# Work instruction:
The response must contain every line below in which "Iterator" appears.

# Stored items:
Content starts
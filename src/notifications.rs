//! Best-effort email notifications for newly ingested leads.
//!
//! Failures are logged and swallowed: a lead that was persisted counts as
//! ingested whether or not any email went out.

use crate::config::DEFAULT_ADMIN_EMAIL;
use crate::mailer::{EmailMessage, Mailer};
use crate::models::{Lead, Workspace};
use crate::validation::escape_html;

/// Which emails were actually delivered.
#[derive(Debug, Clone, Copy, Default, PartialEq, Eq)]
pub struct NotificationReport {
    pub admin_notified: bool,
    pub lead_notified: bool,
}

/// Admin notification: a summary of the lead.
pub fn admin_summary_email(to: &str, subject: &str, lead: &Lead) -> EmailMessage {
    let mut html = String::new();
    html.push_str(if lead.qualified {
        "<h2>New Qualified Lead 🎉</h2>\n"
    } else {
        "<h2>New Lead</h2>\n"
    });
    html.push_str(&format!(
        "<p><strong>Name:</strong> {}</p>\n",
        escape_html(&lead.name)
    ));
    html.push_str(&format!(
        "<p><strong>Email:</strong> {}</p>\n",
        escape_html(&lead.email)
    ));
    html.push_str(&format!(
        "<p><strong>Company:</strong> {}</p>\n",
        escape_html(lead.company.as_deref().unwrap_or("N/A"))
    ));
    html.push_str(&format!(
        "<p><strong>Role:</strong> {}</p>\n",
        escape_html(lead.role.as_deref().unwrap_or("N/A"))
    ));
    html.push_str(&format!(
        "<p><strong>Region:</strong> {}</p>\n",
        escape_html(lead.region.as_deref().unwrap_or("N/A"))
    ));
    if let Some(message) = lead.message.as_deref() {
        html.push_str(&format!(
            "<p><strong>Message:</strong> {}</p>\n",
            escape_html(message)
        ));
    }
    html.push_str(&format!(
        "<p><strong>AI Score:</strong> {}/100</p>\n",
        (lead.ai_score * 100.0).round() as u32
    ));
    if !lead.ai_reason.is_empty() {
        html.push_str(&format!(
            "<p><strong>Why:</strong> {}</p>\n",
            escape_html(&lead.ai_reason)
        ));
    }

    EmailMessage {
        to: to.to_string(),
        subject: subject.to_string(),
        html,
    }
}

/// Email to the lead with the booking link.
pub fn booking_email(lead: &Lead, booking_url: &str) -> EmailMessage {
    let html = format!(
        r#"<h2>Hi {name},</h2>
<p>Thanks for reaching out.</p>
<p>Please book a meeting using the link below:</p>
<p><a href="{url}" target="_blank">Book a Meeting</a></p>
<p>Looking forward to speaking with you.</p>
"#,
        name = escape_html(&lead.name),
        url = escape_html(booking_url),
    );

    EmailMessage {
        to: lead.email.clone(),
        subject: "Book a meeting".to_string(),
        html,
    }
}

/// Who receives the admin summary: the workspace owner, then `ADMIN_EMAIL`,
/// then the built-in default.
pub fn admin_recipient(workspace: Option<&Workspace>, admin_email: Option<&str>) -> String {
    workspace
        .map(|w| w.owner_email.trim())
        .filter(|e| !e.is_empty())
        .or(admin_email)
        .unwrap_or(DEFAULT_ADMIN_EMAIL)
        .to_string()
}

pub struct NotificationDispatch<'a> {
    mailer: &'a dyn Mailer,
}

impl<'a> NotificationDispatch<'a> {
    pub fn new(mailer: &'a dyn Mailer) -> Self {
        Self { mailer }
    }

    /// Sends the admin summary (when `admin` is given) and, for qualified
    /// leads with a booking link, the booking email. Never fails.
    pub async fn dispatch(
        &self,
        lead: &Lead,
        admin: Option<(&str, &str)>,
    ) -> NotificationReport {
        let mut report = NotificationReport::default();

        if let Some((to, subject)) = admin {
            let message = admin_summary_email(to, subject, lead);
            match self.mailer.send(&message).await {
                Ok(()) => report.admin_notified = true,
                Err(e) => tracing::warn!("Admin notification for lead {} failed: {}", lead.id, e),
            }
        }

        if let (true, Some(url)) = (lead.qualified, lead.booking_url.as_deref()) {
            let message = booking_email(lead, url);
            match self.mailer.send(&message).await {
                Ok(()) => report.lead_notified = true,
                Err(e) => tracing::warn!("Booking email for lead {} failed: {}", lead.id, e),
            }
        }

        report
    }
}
Content ends
Content starts
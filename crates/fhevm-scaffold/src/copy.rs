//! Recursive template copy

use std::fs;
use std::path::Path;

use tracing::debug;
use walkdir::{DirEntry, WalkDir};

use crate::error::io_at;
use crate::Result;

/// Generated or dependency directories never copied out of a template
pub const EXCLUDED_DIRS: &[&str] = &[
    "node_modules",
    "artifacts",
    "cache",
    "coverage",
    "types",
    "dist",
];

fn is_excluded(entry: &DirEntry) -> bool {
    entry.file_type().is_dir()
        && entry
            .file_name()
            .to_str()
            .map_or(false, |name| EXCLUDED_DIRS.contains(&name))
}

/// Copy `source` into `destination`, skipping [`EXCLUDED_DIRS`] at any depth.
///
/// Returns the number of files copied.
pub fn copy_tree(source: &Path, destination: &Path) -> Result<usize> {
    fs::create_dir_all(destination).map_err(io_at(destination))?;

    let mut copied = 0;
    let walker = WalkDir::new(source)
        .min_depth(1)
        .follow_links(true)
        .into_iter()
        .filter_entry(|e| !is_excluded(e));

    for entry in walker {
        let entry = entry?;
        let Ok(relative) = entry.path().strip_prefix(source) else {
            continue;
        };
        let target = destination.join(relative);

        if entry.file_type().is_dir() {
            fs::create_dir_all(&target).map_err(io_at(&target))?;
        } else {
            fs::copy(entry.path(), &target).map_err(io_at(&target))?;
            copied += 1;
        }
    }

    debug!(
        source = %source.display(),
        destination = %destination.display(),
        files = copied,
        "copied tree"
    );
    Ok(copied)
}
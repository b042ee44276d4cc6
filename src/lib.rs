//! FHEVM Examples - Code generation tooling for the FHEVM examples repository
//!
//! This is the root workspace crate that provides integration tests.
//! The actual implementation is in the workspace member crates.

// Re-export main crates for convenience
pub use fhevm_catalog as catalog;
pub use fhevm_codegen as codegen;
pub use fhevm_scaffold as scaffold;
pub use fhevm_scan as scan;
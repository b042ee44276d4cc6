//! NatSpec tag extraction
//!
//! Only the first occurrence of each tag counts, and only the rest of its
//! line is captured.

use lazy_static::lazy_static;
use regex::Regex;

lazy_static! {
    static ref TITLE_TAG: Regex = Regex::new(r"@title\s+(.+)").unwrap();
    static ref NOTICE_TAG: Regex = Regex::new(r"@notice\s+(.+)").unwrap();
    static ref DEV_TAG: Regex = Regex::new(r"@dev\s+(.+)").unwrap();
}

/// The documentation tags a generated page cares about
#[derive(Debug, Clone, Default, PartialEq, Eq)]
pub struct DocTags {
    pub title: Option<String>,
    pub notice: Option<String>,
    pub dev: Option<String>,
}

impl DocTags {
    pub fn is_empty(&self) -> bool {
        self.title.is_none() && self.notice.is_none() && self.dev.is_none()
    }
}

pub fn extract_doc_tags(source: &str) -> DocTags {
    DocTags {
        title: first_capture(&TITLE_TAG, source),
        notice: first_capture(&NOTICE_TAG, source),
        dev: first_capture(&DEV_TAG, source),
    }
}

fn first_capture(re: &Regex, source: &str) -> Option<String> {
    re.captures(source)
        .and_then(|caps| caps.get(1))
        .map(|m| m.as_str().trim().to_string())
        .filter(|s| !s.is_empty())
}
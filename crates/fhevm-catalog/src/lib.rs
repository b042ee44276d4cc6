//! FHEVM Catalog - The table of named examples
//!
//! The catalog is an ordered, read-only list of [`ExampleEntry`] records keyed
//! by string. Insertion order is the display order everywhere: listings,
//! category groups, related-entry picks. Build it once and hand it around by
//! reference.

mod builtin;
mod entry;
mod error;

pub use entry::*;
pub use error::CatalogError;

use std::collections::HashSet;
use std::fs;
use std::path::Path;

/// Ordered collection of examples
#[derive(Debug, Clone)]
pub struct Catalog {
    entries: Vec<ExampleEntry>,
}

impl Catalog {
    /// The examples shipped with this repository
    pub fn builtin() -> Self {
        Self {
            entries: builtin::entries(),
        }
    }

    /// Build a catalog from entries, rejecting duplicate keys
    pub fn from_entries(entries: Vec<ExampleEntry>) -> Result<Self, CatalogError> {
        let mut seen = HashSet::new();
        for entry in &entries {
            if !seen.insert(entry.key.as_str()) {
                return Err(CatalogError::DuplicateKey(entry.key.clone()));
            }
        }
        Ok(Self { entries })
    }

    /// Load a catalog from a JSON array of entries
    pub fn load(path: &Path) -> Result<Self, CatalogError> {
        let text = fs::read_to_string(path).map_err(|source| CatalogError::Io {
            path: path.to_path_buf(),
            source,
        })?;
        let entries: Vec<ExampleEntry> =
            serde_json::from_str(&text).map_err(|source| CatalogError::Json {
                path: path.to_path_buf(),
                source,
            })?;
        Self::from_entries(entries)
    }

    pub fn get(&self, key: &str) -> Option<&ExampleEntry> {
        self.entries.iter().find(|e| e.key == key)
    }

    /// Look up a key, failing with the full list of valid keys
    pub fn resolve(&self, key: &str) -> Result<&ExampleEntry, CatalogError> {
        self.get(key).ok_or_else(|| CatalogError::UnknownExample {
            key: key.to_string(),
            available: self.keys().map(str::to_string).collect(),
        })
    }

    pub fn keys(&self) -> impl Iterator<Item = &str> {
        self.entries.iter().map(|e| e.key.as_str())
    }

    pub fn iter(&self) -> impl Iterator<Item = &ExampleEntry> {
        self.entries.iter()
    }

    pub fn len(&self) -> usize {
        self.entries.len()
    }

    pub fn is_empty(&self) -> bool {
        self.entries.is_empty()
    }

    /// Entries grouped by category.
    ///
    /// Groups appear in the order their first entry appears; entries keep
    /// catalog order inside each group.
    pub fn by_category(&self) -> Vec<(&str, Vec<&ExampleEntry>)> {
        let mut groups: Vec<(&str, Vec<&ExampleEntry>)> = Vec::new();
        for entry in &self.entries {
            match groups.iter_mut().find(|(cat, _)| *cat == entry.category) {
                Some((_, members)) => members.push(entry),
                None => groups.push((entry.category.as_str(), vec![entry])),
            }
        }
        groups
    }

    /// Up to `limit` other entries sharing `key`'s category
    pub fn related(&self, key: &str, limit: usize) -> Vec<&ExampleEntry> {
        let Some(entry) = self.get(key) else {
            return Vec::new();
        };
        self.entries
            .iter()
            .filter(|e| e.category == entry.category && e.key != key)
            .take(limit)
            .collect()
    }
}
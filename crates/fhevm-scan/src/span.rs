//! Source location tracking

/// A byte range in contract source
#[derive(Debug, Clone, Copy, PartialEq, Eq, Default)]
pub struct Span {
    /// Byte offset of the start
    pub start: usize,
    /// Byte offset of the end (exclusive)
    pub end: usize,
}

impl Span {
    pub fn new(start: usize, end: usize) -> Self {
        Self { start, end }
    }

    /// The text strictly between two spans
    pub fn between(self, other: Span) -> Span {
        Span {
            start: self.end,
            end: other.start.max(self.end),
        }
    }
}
Content ends
# Solution to the problem:
    pub fn keys(&self) -> impl Iterator<Item = &str> {
    pub fn iter(&self) -> impl Iterator<Item = &ExampleEntry> {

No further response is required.